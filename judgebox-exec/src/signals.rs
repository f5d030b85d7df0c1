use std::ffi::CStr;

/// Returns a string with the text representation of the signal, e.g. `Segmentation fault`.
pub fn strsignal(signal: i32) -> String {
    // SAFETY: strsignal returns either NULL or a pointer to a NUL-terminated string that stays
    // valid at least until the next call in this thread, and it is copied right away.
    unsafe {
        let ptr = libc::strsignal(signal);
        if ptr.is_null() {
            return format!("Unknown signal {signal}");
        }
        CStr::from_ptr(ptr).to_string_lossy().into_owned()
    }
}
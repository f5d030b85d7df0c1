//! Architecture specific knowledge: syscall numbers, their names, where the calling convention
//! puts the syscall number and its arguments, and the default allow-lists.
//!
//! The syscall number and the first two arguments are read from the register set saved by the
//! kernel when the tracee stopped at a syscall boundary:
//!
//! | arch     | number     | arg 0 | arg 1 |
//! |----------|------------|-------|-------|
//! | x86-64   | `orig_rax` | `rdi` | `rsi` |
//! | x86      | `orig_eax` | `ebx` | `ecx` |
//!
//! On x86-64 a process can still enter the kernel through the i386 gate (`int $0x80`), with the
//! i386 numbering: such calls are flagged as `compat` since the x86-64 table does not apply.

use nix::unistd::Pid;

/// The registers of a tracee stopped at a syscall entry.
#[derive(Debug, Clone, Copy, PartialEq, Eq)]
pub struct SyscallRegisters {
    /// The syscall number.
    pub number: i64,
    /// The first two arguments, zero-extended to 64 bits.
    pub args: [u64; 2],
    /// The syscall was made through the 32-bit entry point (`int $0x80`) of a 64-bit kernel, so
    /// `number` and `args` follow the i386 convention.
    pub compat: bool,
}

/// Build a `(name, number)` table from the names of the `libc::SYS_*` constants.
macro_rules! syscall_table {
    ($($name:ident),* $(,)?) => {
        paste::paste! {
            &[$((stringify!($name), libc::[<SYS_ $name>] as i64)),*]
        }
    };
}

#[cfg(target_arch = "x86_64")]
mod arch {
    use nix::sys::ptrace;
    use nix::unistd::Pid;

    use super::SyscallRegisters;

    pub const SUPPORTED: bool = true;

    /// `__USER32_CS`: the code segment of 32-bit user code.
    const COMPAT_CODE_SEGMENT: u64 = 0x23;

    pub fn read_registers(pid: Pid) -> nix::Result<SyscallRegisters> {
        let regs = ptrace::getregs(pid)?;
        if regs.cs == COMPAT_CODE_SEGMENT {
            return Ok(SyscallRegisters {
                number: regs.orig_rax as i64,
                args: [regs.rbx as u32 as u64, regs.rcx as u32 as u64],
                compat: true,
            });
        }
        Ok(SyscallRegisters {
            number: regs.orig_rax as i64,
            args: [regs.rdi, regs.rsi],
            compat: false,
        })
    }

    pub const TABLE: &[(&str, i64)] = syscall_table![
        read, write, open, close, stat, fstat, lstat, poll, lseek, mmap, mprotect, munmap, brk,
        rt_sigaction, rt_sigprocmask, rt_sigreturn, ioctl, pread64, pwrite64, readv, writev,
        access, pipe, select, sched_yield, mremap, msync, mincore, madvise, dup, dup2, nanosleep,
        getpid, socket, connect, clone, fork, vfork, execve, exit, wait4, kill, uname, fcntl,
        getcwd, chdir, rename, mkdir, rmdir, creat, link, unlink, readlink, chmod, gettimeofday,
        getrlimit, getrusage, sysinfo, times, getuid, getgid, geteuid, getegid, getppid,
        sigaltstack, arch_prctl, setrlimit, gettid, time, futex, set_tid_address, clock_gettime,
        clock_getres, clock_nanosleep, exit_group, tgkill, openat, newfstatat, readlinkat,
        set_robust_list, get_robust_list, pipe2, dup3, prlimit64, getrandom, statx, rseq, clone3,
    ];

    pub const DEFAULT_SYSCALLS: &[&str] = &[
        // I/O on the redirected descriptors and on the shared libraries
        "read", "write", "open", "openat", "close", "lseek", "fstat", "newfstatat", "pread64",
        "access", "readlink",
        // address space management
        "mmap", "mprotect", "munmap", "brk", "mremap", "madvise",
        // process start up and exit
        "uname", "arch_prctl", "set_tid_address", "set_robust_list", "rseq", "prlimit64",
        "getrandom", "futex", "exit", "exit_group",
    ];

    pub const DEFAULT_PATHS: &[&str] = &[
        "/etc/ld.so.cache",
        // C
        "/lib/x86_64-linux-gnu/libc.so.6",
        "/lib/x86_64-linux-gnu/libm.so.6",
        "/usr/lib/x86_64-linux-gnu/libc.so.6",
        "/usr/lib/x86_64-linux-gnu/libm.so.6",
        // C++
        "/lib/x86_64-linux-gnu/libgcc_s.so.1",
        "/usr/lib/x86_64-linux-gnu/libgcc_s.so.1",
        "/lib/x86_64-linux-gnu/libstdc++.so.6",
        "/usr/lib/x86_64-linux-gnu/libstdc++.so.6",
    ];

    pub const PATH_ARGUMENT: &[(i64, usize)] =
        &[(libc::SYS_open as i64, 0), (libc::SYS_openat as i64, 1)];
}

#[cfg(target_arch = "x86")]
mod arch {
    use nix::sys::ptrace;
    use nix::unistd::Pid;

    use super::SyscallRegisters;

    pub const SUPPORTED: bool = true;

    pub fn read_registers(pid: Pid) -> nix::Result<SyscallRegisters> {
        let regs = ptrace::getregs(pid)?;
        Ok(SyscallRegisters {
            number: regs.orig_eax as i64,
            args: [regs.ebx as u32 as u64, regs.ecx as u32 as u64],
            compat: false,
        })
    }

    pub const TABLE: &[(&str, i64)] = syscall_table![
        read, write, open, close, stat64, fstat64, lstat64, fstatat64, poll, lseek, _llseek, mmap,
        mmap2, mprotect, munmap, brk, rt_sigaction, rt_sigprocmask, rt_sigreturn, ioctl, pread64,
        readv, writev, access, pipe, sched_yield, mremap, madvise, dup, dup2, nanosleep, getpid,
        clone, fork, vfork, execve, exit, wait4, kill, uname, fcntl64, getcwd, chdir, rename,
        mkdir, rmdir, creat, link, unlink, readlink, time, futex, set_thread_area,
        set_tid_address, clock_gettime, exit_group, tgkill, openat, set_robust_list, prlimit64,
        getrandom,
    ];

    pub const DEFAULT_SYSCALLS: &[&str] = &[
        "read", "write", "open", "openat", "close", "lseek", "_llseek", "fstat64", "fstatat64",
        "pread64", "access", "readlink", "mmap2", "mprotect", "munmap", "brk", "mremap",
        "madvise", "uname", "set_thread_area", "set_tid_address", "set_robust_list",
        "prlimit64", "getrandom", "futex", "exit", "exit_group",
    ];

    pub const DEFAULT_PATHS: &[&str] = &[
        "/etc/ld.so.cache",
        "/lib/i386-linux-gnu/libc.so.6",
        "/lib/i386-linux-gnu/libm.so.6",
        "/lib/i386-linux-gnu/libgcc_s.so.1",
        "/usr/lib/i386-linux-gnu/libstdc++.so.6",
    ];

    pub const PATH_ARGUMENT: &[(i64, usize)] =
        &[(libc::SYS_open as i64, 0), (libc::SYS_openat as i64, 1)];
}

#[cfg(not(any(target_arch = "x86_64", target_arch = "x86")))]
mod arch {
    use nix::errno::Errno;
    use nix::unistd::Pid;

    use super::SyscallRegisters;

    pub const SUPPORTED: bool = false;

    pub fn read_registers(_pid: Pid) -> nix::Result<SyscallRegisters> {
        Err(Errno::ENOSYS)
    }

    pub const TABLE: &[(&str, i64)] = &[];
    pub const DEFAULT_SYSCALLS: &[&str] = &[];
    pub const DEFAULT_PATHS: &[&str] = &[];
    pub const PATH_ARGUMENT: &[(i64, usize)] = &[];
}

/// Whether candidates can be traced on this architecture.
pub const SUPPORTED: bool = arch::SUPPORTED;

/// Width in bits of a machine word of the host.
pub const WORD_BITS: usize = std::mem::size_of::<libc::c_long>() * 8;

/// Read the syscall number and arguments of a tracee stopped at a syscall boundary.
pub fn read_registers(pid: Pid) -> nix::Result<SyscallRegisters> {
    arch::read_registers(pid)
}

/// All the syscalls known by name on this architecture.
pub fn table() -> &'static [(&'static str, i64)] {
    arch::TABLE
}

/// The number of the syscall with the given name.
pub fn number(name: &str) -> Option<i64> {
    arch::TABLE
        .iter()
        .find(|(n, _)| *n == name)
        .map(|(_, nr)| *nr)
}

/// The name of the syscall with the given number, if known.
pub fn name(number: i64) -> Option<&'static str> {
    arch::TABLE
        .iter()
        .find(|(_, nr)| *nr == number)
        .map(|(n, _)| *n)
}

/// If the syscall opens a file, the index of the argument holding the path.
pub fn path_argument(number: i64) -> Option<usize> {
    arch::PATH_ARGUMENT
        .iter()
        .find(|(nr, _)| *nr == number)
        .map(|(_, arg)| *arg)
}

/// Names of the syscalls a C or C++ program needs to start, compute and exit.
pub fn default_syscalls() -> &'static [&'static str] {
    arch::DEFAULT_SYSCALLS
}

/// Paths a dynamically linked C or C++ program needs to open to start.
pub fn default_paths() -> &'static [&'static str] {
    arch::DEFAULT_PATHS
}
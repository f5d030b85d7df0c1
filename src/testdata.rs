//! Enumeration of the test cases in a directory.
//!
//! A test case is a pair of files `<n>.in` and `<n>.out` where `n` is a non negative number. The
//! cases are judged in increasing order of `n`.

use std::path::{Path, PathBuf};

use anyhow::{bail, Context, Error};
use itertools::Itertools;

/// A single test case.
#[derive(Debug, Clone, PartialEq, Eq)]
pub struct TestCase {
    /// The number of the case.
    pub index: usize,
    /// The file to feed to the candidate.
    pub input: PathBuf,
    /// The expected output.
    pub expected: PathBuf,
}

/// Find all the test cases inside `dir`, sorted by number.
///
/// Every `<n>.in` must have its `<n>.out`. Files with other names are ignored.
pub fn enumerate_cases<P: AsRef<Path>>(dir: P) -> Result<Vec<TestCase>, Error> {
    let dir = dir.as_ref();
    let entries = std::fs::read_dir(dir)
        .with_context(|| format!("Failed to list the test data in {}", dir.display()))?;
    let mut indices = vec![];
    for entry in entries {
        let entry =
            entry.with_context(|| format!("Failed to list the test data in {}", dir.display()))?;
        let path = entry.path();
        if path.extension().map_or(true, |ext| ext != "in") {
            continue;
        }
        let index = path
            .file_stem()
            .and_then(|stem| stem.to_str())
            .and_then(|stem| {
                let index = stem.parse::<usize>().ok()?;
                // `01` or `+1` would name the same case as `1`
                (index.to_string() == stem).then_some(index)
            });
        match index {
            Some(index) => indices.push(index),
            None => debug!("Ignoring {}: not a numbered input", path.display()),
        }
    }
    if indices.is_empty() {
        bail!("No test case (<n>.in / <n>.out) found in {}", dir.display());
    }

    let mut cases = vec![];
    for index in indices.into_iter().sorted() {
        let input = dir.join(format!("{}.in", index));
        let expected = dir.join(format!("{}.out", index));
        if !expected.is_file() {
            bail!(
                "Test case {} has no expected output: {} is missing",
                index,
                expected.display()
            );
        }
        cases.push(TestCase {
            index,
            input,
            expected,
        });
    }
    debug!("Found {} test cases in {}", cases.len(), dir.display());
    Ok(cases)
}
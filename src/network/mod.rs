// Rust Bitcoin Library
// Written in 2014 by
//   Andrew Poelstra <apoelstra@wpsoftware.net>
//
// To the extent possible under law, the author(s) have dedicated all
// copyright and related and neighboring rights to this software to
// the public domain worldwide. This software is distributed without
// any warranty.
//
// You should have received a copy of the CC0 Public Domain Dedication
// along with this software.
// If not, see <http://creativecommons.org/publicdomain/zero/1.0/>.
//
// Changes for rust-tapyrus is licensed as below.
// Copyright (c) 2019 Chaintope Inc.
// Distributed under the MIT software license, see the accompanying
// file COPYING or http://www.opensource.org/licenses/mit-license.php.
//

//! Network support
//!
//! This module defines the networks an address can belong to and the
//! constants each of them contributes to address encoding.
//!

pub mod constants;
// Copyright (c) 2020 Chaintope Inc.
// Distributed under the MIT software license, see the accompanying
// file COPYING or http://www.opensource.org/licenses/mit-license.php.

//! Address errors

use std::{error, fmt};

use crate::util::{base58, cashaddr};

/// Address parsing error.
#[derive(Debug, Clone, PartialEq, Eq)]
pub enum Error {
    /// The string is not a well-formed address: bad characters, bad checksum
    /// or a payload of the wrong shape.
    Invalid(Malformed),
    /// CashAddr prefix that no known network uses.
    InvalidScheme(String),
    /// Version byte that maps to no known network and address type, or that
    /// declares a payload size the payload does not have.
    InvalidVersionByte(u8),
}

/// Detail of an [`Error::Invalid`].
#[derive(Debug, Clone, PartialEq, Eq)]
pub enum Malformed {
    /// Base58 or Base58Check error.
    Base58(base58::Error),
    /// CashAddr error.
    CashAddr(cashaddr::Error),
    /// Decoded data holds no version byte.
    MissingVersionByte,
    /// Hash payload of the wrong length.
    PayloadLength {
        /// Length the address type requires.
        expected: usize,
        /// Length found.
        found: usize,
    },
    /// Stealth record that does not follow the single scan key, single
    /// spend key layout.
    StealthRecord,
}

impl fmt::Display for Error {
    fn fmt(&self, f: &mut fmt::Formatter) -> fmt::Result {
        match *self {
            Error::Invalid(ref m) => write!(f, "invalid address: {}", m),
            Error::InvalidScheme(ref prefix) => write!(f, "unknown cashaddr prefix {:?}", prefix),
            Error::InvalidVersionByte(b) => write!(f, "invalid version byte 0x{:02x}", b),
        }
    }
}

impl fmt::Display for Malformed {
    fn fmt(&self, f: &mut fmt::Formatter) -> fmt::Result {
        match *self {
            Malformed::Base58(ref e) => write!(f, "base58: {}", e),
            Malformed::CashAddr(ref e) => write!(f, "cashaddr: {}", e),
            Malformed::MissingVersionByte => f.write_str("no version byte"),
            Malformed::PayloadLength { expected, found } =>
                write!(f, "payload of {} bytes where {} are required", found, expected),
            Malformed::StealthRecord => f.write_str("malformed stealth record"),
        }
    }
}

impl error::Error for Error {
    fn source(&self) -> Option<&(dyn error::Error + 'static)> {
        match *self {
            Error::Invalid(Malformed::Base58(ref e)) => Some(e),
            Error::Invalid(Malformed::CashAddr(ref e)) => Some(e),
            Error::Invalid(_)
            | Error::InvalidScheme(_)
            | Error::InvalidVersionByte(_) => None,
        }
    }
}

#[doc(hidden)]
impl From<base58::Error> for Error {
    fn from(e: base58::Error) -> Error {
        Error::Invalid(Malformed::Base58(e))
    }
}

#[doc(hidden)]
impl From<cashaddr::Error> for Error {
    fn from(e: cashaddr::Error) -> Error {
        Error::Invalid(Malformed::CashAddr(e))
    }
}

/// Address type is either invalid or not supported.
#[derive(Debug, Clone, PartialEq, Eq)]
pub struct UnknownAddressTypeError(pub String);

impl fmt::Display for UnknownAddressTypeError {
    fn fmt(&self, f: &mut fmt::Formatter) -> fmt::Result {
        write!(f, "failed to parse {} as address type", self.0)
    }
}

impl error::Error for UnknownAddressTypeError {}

━━━━━━━━━━━━━━━━━━━━

Your output should be the listing's lines, exact and complete, from its first line to the line that contains "#[derive(Debug, Clone, Copy, PartialEq, Eq)]", inclusive.

> _EXERCISE ANSWER_
filename judgebox-exec/src/signals.rs
repository f5d030b85d7df0c1
use std::ffi::CStr;

/// Returns a string with the text representation of the signal, e.g. `Segmentation fault`.
pub fn strsignal(signal: i32) -> String {
    // SAFETY: strsignal returns either NULL or a pointer to a NUL-terminated string that stays
    // valid at least until the next call in this thread, and it is copied right away.
    unsafe {
        let ptr = libc::strsignal(signal);
        if ptr.is_null() {
            return format!("Unknown signal {signal}");
        }
        CStr::from_ptr(ptr).to_string_lossy().into_owned()
    }
}
repository f5d030b85d7df0c1
//! Architecture specific knowledge: syscall numbers, their names, where the calling convention
//! puts the syscall number and its arguments, and the default allow-lists.
//!
//! The syscall number and the first two arguments are read from the register set saved by the
//! kernel when the tracee stopped at a syscall boundary:
//!
//! | arch     | number     | arg 0 | arg 1 |
//! |----------|------------|-------|-------|
//! | x86-64   | `orig_rax` | `rdi` | `rsi` |
//! | x86      | `orig_eax` | `ebx` | `ecx` |
//!
//! On x86-64 a process can still enter the kernel through the i386 gate (`int $0x80`), with the
//! i386 numbering: such calls are flagged as `compat` since the x86-64 table does not apply.

use nix::unistd::Pid;

/// The registers of a tracee stopped at a syscall entry.
#[derive(Debug, Clone, Copy, PartialEq, Eq)]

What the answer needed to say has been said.